The temple is open from 6 am - 12:30 pm and 4:30 - 8:00 pm on all days. Four daily rituals and many yearly festivals are held at the temple, of which the Vaikasi Visagam, Kanthasasti festival, Soorasamharam, Thaipoosam festival and Panguni Uthiram festival being the most prominent being the most prominent. The temple is maintained and administered by the Hindu Religious and Endowment Board of the Government of Tamil Nadu.

==Legend==
As per Hindu legend, Muruga obtained the Vel (spear) from his mother Parvathi from Sikkal Singaravelan Temple. He slayed Sooran, the demon, the event called Soorasamharam at Tiruchendur. During the war, the Bhutaganas, Shiva's army, is also believed to have helped Murugan. Since Murugan killed Sooran and his son Iranyeswaran, he attained Dosha (sin). To propitiate himself from the sin, he is believed to have installed the image of Shiva as Somanatha at this place and worshipped Shiva. Since the son of Shiva (called Sei) worshipped him, the place is called Cheyyur. The 27 Bhutaganas are personified to the 27 stars as per Hindu mythology.

==History==
The place was believed to be ruled by a Chola emperor named Valanvan and the place came to be known as Valavapuri. From the inscriptions in the temple, it is believed that it was constructed by the Cholas during the 10th century. The inscriptions from the Vijayanagar Empire during the 15th century indicate that Muslims were employed in the office of the kings. They also indicate that lands were endowed to the temple by the Muslims.
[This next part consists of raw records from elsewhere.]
//! Host collaborators
//!
//! The layer never talks to a rendering engine directly. Everything it needs
//! from the outside world is expressed as one of three traits:
//!
//! - [`HostMap`]: camera primitives of the interactive map
//! - [`MarkerSurface`]: the DOM/marker element group that draws the position
//! - [`FloorOverlay`]: an optional indoor floor-plan overlay
//!
//! Host events travel the other way as plain values ([`MapEvent`],
//! [`FloorEvent`]) handed to [`crate::GeolocatedMap`].
//!
//! # Architecture
//!
//! ```text
//! provider ──► GeolocatedMap ──► GeolocationLayer ──► MarkerSurface
//!                   ▲                   │
//!                   │                   └──────────► HostMap (jump_to)
//!      MapEvent / FloorEvent
//! ```

mod headless;
mod surface;

pub use headless::HeadlessMap;
pub use surface::{RecordingSurface, SurfaceOp};

use crate::geo::{Bounds, LngLat, DEFAULT_TILE_SIZE};

/// A camera position to jump to.
///
/// Fields left as `None` keep the map's current value.
#[derive(Debug, Clone, Copy, PartialEq)]
pub struct CameraTransform {
    /// New map center
    pub center: LngLat,
    /// New zoom, `None` keeps the current zoom
    pub zoom: Option<f64>,
    /// New bearing in degrees, `None` keeps the current bearing
    pub bearing: Option<f64>,
}

impl CameraTransform {
    /// A transform that only moves the center.
    pub fn center_only(center: LngLat) -> Self {
        Self {
            center,
            zoom: None,
            bearing: None,
        }
    }
}

/// Options for [`HostMap::camera_for_bounds`].
#[derive(Debug, Clone, Copy, PartialEq)]
pub struct CameraOptions {
    /// Bearing to keep while fitting
    pub bearing: f64,
    /// Upper zoom limit of the fitted camera
    pub max_zoom: f64,
    /// Padding in pixels on every side of the viewport
    pub padding: f64,
}

/// Camera primitives consumed from the interactive map.
pub trait HostMap {
    /// Move the camera without animation.
    fn jump_to(&mut self, transform: CameraTransform);

    /// Compute a camera that fits `bounds` in the viewport.
    ///
    /// Returns `None` when the bounds cannot fit with the requested options,
    /// typically because the padding leaves no room.
    fn camera_for_bounds(&self, bounds: Bounds, options: &CameraOptions)
        -> Option<CameraTransform>;

    /// Current (fractional) zoom.
    fn zoom(&self) -> f64;

    /// Current bearing in degrees.
    fn bearing(&self) -> f64;

    /// Whether the camera is mid-animation or mid-gesture.
    fn is_moving(&self) -> bool;

    /// Canvas size in CSS pixels `(width, height)`.
    fn canvas_size(&self) -> (f64, f64);

    /// Renderer tile size in pixels.
    fn tile_size(&self) -> f64 {
        DEFAULT_TILE_SIZE
    }
}

/// The element group drawing the position: a marker with an accuracy
/// circle and a heading cone as children.
///
/// The render pipeline calls each method only on an actual state change,
/// except the position/size/rotation setters which run on every render while
/// the element is shown.
pub trait MarkerSurface {
    /// Create the marker and add it to the map.
    fn create_marker(&mut self);
    /// Move the marker.
    fn set_marker_position(&mut self, at: LngLat);
    /// Remove the marker from the map.
    fn remove_marker(&mut self);

    fn attach_accuracy_circle(&mut self);
    fn detach_accuracy_circle(&mut self);
    /// Resize the accuracy circle to `radius_px` (diameter is twice that).
    fn set_accuracy_radius(&mut self, radius_px: f64);

    fn attach_heading(&mut self);
    fn detach_heading(&mut self);
    /// Rotate the marker element, in degrees.
    fn set_rotation(&mut self, degrees: f64);
}

/// An indoor floor-plan overlay.
pub trait FloorOverlay {
    /// Currently displayed floor, `None` when no floor is selected.
    fn level(&self) -> Option<i32>;

    /// Switch the displayed floor.
    fn set_level(&mut self, level: i32);

    /// Whether an indoor map is loaded and selected.
    fn has_selected_map(&self) -> bool;
}

/// Interaction and camera events from the host map.
#[derive(Debug, Clone, Copy, PartialEq, Eq)]
pub enum MapEvent {
    /// Zoom level changed
    Zoom,
    /// Mouse pressed on the map (start of a pan)
    MouseDown,
    /// Touch gesture started
    TouchStart,
    /// Scroll wheel used
    Wheel,
    /// Drag-pan started
    DragStart,
    /// Camera came to rest
    Idle,
}

impl MapEvent {
    /// Whether this event is a user interaction that ends tracking.
    pub fn is_user_interaction(&self) -> bool {
        matches!(
            self,
            MapEvent::MouseDown | MapEvent::TouchStart | MapEvent::Wheel | MapEvent::DragStart
        )
    }
}

/// Events from the floor overlay.
#[derive(Debug, Clone, Copy, PartialEq, Eq)]
pub enum FloorEvent {
    /// The displayed floor changed
    LevelChanged,
    /// An indoor map finished loading
    MapLoaded,
    /// The user clicked the floor selector
    ControlClicked,
}

#[cfg(test)]
mod tests {
    use super::*;

    #[test]
    fn test_user_interactions() {
        assert!(MapEvent::MouseDown.is_user_interaction());
        assert!(MapEvent::TouchStart.is_user_interaction());
        assert!(MapEvent::Wheel.is_user_interaction());
        assert!(MapEvent::DragStart.is_user_interaction());
        assert!(!MapEvent::Zoom.is_user_interaction());
        assert!(!MapEvent::Idle.is_user_interaction());
    }

    #[test]
    fn test_center_only_keeps_zoom_and_bearing() {
        let transform = CameraTransform::center_only(LngLat::new(1.0, 2.0));
        assert_eq!(transform.zoom, None);
        assert_eq!(transform.bearing, None);
    }
}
The shrine of Meenakshi was added by the benevolent contribution by a devotee in 1937. The temple is believed to have been visited by Arunagirinathar, a 15th-century Murugan devotee and composed Thiruppugazh at this place.

==Architecture==
Kanthaswamy temple has a flat rajagopuram in the North, piercing the rectangular granite walls around the temple. The presiding deity Kanthaswamy, is housed in the East facing sanctum, with Valli and Deivasena on either of his sides. The sanctum is approached from the main entrance through the flag staff hall, Maha mandap and Artha mandap. There is a 5 ft granite Vel in front of Kanthaswamy. The flag staff is located in the flagstaff hall axial to the sanctum. An image of peacock, the vehicle of Muruga and Surya faces the main shrine in the Maha Mandap. There are shrines of Vinayaga before the Mahamandap and the sanctum is guarded by Brahma and Vishnu, which is an unusual feature in Murugan temples. The shrine of Tiripurasundari is located in the second precinct. There are separate shrines of Valli and Deivasena in South facing shrines diagonally opposite to the sanctum. The image of Somanathar and Meenakshi are in the temple. The images of the 27 Bhutaganas, each 2 ft tall are sculpted in the niches around the sanctum. The first precinct around the sanctum houses the images of Nrithuya Kanthar, Bala Kanthar, Brahma Sastha, Sivagurunathar, Veduvar and Navagrahas. There are several pillars without roof in the precinct indicating the presence of large halls in the temple earlier. A hall called Vadya Mandapa which was used for recitals of Nadaswaram is not existent anymore.

==Festival==
The temple follows Saivite tradition. The temple priests perform the pooja (rituals) during festivals and on a daily basis. The temple rituals are performed four times a day: Kalasanthi at 7:00 a.m., Uchikalam at 12:30 p.m., and Sayarakshai at 6:00 p.m.. During the Arthajamam between 8:30 - 9:00 p.m, Kanthaswamy is believed to offer his worship Somanatha along with the 27 Bhoothagans and it is enacted every day. Each ritual has three steps: alangaram (decoration), neivethanam (food offering) and deepa aradanai (waving of lamps) for both Kanthaswamy and Tiripurasundari. There are weekly, monthly and fortnightly rituals performed in the temple. The temple is open from 6 am - 12:30 pm and 4-9:00 pm on all days. The temple has many festivals in its calendar, with the Vaikasi Visagam, Kanthasasti festival, Soorasamharam, Thaipoosam festival and Panguni Uthiram festival being the most prominent. Sarva vadyam is a music instrument used in the temple from historic times during the festive occasions. Chengalvaraya Sastri, a historical musician is believed to have composed songs praising the presiding deity. The practise of singing his songs during the rituals is continued in modern times.